Nothing is to be altered; the data must be repeated exactly.

(Records drawn from a dataset)
☆ ☆ ☆ ☆ ☆

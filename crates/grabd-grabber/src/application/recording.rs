//! Recording implementations of the arbitrator's outward traits.
//!
//! Each double is a cheap `Clone` over shared state, so a test can hand one
//! copy to the [`ConnectionArbitrator`](super::arbitrator::ConnectionArbitrator)
//! and keep another to inspect afterwards.

use std::io;
use std::path::{Path, PathBuf};
use std::sync::{Arc, Mutex};

use grabd_core::protocol::messages::{
    FrontmostApplication, InputSourceProperties, SimpleModification, SystemPreferences,
};
use grabd_ipc::ChannelId;

use super::arbitrator::{HostEnvironment, PeerConnector, PeerWatch, SessionLink};
use super::remapping::RemappingEngine;

// ── Peer connector ────────────────────────────────────────────────────────────

#[derive(Default)]
struct ConnectorLog {
    live_links: usize,
    live_monitors: usize,
    link_endpoints: Vec<PathBuf>,
    link_generations: Vec<ChannelId>,
    watched_pids: Vec<i32>,
    sent: Vec<Vec<u8>>,
}

/// Hands out links and watches that only count themselves.
#[derive(Clone, Default)]
pub struct RecordingConnector {
    log: Arc<Mutex<ConnectorLog>>,
}

impl RecordingConnector {
    pub fn new() -> Self {
        Self::default()
    }

    /// Links opened and not yet stopped.
    pub fn live_links(&self) -> usize {
        self.read(|log| log.live_links)
    }

    /// Process watches started and not yet stopped.
    pub fn live_monitors(&self) -> usize {
        self.read(|log| log.live_monitors)
    }

    pub fn link_endpoints(&self) -> Vec<PathBuf> {
        self.read(|log| log.link_endpoints.clone())
    }

    pub fn link_generations(&self) -> Vec<ChannelId> {
        self.read(|log| log.link_generations.clone())
    }

    pub fn watched_pids(&self) -> Vec<i32> {
        self.read(|log| log.watched_pids.clone())
    }

    /// Every payload sent on any link, in order.
    pub fn sent(&self) -> Vec<Vec<u8>> {
        self.read(|log| log.sent.clone())
    }

    fn read<R: Default>(&self, f: impl FnOnce(&ConnectorLog) -> R) -> R {
        self.log.lock().map(|log| f(&log)).unwrap_or_default()
    }
}

struct RecordingLink {
    log: Arc<Mutex<ConnectorLog>>,
    stopped: bool,
}

impl SessionLink for RecordingLink {
    fn send(&self, payload: Vec<u8>) {
        if self.stopped {
            return;
        }
        if let Ok(mut log) = self.log.lock() {
            log.sent.push(payload);
        }
    }

    fn stop(&mut self) {
        if self.stopped {
            return;
        }
        self.stopped = true;
        if let Ok(mut log) = self.log.lock() {
            log.live_links -= 1;
        }
    }
}

struct RecordingWatch {
    log: Arc<Mutex<ConnectorLog>>,
    stopped: bool,
}

impl PeerWatch for RecordingWatch {
    fn stop(&mut self) {
        if self.stopped {
            return;
        }
        self.stopped = true;
        if let Ok(mut log) = self.log.lock() {
            log.live_monitors -= 1;
        }
    }
}

impl PeerConnector for RecordingConnector {
    fn open_session_link(&mut self, generation: ChannelId, endpoint: &Path) -> Box<dyn SessionLink> {
        if let Ok(mut log) = self.log.lock() {
            log.live_links += 1;
            log.link_endpoints.push(endpoint.to_path_buf());
            log.link_generations.push(generation);
        }
        Box::new(RecordingLink {
            log: Arc::clone(&self.log),
            stopped: false,
        })
    }

    fn watch_process(&mut self, _generation: ChannelId, pid: i32) -> Box<dyn PeerWatch> {
        if let Ok(mut log) = self.log.lock() {
            log.live_monitors += 1;
            log.watched_pids.push(pid);
        }
        Box::new(RecordingWatch {
            log: Arc::clone(&self.log),
            stopped: false,
        })
    }
}

// ── Host environment ──────────────────────────────────────────────────────────

/// Host whose system configuration is fixed at construction.
#[derive(Clone, Default)]
pub struct RecordingHost {
    fallback: Option<PathBuf>,
    secure_calls: Arc<Mutex<usize>>,
}

impl RecordingHost {
    pub fn new(fallback: Option<PathBuf>) -> Self {
        Self {
            fallback,
            secure_calls: Arc::default(),
        }
    }

    pub fn secure_calls(&self) -> usize {
        self.secure_calls.lock().map(|n| *n).unwrap_or_default()
    }
}

impl HostEnvironment for RecordingHost {
    fn secure_server_socket(&self) -> io::Result<()> {
        if let Ok(mut n) = self.secure_calls.lock() {
            *n += 1;
        }
        Ok(())
    }

    fn fallback_configuration(&self) -> Option<PathBuf> {
        self.fallback.clone()
    }
}

// ── Remapping engine ──────────────────────────────────────────────────────────

/// One entry per engine call.
#[derive(Debug, Clone, PartialEq)]
pub enum EngineCall {
    SetConfiguration(PathBuf),
    ClearConfiguration,
    CapsLock(bool),
    SystemPreferences(SystemPreferences),
    FrontmostApplication(FrontmostApplication),
    InputSource(InputSourceProperties),
    ClearSimpleModifications,
    AddSimpleModification(SimpleModification),
}

/// Engine that records calls instead of remapping.
#[derive(Clone, Default)]
pub struct RecordingEngine {
    calls: Arc<Mutex<Vec<EngineCall>>>,
}

impl RecordingEngine {
    pub fn new() -> Self {
        Self::default()
    }

    pub fn calls(&self) -> Vec<EngineCall> {
        self.calls.lock().map(|v| v.clone()).unwrap_or_default()
    }

    fn record(&self, call: EngineCall) {
        if let Ok(mut calls) = self.calls.lock() {
            calls.push(call);
        }
    }
}

impl RemappingEngine for RecordingEngine {
    fn set_configuration(&mut self, path: &Path) {
        self.record(EngineCall::SetConfiguration(path.to_path_buf()));
    }

    fn clear_configuration(&mut self) {
        self.record(EngineCall::ClearConfiguration);
    }

    fn set_caps_lock_state(&mut self, on: bool) {
        self.record(EngineCall::CapsLock(on));
    }

    fn set_system_preferences(&mut self, preferences: &SystemPreferences) {
        self.record(EngineCall::SystemPreferences(*preferences));
    }

    fn set_frontmost_application(&mut self, application: &FrontmostApplication) {
        self.record(EngineCall::FrontmostApplication(application.clone()));
    }

    fn set_input_source(&mut self, properties: &InputSourceProperties) {
        self.record(EngineCall::InputSource(properties.clone()));
    }

    fn clear_simple_modifications(&mut self) {
        self.record(EngineCall::ClearSimpleModifications);
    }

    fn add_simple_modification(&mut self, modification: SimpleModification) {
        self.record(EngineCall::AddSimpleModification(modification));
    }
}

☆ ☆ ☆ ☆ ☆

Task result:
filename crates/grabd-grabber/src/application/recording.rs
//! Recording implementations of the arbitrator's outward traits.
//!
//! Each double is a cheap `Clone` over shared state, so a test can hand one
//! copy to the [`ConnectionArbitrator`](super::arbitrator::ConnectionArbitrator)
//! and keep another to inspect afterwards.

use std::io;
use std::path::{Path, PathBuf};
use std::sync::{Arc, Mutex};

use grabd_core::protocol::messages::{
    FrontmostApplication, InputSourceProperties, SimpleModification, SystemPreferences,
};
use grabd_ipc::ChannelId;

use super::arbitrator::{HostEnvironment, PeerConnector, PeerWatch, SessionLink};
use super::remapping::RemappingEngine;

// ── Peer connector ────────────────────────────────────────────────────────────

#[derive(Default)]
struct ConnectorLog {
    live_links: usize,
    live_monitors: usize,
    link_endpoints: Vec<PathBuf>,
    link_generations: Vec<ChannelId>,
    watched_pids: Vec<i32>,
    sent: Vec<Vec<u8>>,
}

/// Hands out links and watches that only count themselves.
#[derive(Clone, Default)]
pub struct RecordingConnector {
    log: Arc<Mutex<ConnectorLog>>,
}

impl RecordingConnector {
    pub fn new() -> Self {
        Self::default()
    }

    /// Links opened and not yet stopped.
    pub fn live_links(&self) -> usize {
        self.read(|log| log.live_links)
    }

    /// Process watches started and not yet stopped.
    pub fn live_monitors(&self) -> usize {
        self.read(|log| log.live_monitors)
    }

    pub fn link_endpoints(&self) -> Vec<PathBuf> {
        self.read(|log| log.link_endpoints.clone())
    }

    pub fn link_generations(&self) -> Vec<ChannelId> {
        self.read(|log| log.link_generations.clone())
    }

    pub fn watched_pids(&self) -> Vec<i32> {
        self.read(|log| log.watched_pids.clone())
    }

    /// Every payload sent on any link, in order.
    pub fn sent(&self) -> Vec<Vec<u8>> {
        self.read(|log| log.sent.clone())
    }

    fn read<R: Default>(&self, f: impl FnOnce(&ConnectorLog) -> R) -> R {
        self.log.lock().map(|log| f(&log)).unwrap_or_default()
    }
}

struct RecordingLink {
    log: Arc<Mutex<ConnectorLog>>,
    stopped: bool,
}

impl SessionLink for RecordingLink {
    fn send(&self, payload: Vec<u8>) {
        if self.stopped {
            return;
        }
        if let Ok(mut log) = self.log.lock() {
            log.sent.push(payload);
        }
    }

    fn stop(&mut self) {
        if self.stopped {
            return;
        }
        self.stopped = true;
        if let Ok(mut log) = self.log.lock() {
            log.live_links -= 1;
        }
    }
}

struct RecordingWatch {
    log: Arc<Mutex<ConnectorLog>>,
    stopped: bool,
}

impl PeerWatch for RecordingWatch {
    fn stop(&mut self) {
        if self.stopped {
            return;
        }
        self.stopped = true;
        if let Ok(mut log) = self.log.lock() {
            log.live_monitors -= 1;
        }
    }
}

impl PeerConnector for RecordingConnector {
    fn open_session_link(&mut self, generation: ChannelId, endpoint: &Path) -> Box<dyn SessionLink> {
        if let Ok(mut log) = self.log.lock() {
            log.live_links += 1;
            log.link_endpoints.push(endpoint.to_path_buf());
            log.link_generations.push(generation);
        }
        Box::new(RecordingLink {
            log: Arc::clone(&self.log),
            stopped: false,
        })
    }

    fn watch_process(&mut self, _generation: ChannelId, pid: i32) -> Box<dyn PeerWatch> {
        if let Ok(mut log) = self.log.lock() {
            log.live_monitors += 1;
            log.watched_pids.push(pid);
        }
        Box::new(RecordingWatch {
            log: Arc::clone(&self.log),
            stopped: false,
        })
    }
}

// ── Host environment ──────────────────────────────────────────────────────────

/// Host whose system configuration is fixed at construction.
#[derive(Clone, Default)]
pub struct RecordingHost {
    fallback: Option<PathBuf>,
    secure_calls: Arc<Mutex<usize>>,
}

impl RecordingHost {
    pub fn new(fallback: Option<PathBuf>) -> Self {
        Self {
            fallback,
            secure_calls: Arc::default(),
        }
    }

    pub fn secure_calls(&self) -> usize {
        self.secure_calls.lock().map(|n| *n).unwrap_or_default()
    }
}

impl HostEnvironment for RecordingHost {
    fn secure_server_socket(&self) -> io::Result<()> {
        if let Ok(mut n) = self.secure_calls.lock() {
            *n += 1;
        }
        Ok(())
    }

    fn fallback_configuration(&self) -> Option<PathBuf> {
        self.fallback.clone()
    }
}

// ── Remapping engine ──────────────────────────────────────────────────────────

/// One entry per engine call.
#[derive(Debug, Clone, PartialEq)]
pub enum EngineCall {
    SetConfiguration(PathBuf),
    ClearConfiguration,
    CapsLock(bool),
    SystemPreferences(SystemPreferences),
    FrontmostApplication(FrontmostApplication),
    InputSource(InputSourceProperties),
    ClearSimpleModifications,
    AddSimpleModification(SimpleModification),
}

/// Engine that records calls instead of remapping.
#[derive(Clone, Default)]
pub struct RecordingEngine {
    calls: Arc<Mutex<Vec<EngineCall>>>,
}

impl RecordingEngine {
    pub fn new() -> Self {
        Self::default()
    }

    pub fn calls(&self) -> Vec<EngineCall> {
        self.calls.lock().map(|v| v.clone()).unwrap_or_default()
    }

    fn record(&self, call: EngineCall) {
        if let Ok(mut calls) = self.calls.lock() {
            calls.push(call);
        }
    }
}

impl RemappingEngine for RecordingEngine {
    fn set_configuration(&mut self, path: &Path) {
        self.record(EngineCall::SetConfiguration(path.to_path_buf()));
    }

    fn clear_configuration(&mut self) {
        self.record(EngineCall::ClearConfiguration);
    }

    fn set_caps_lock_state(&mut self, on: bool) {
        self.record(EngineCall::CapsLock(on));
    }

    fn set_system_preferences(&mut self, preferences: &SystemPreferences) {
        self.record(EngineCall::SystemPreferences(*preferences));
    }

    fn set_frontmost_application(&mut self, application: &FrontmostApplication) {
        self.record(EngineCall::FrontmostApplication(application.clone()));
    }

    fn set_input_source(&mut self, properties: &InputSourceProperties) {
        self.record(EngineCall::InputSource(properties.clone()));
    }

    fn clear_simple_modifications(&mut self) {
        self.record(EngineCall::ClearSimpleModifications);
    }

    fn add_simple_modification(&mut self, modification: SimpleModification) {
        self.record(EngineCall::AddSimpleModification(modification));
    }
}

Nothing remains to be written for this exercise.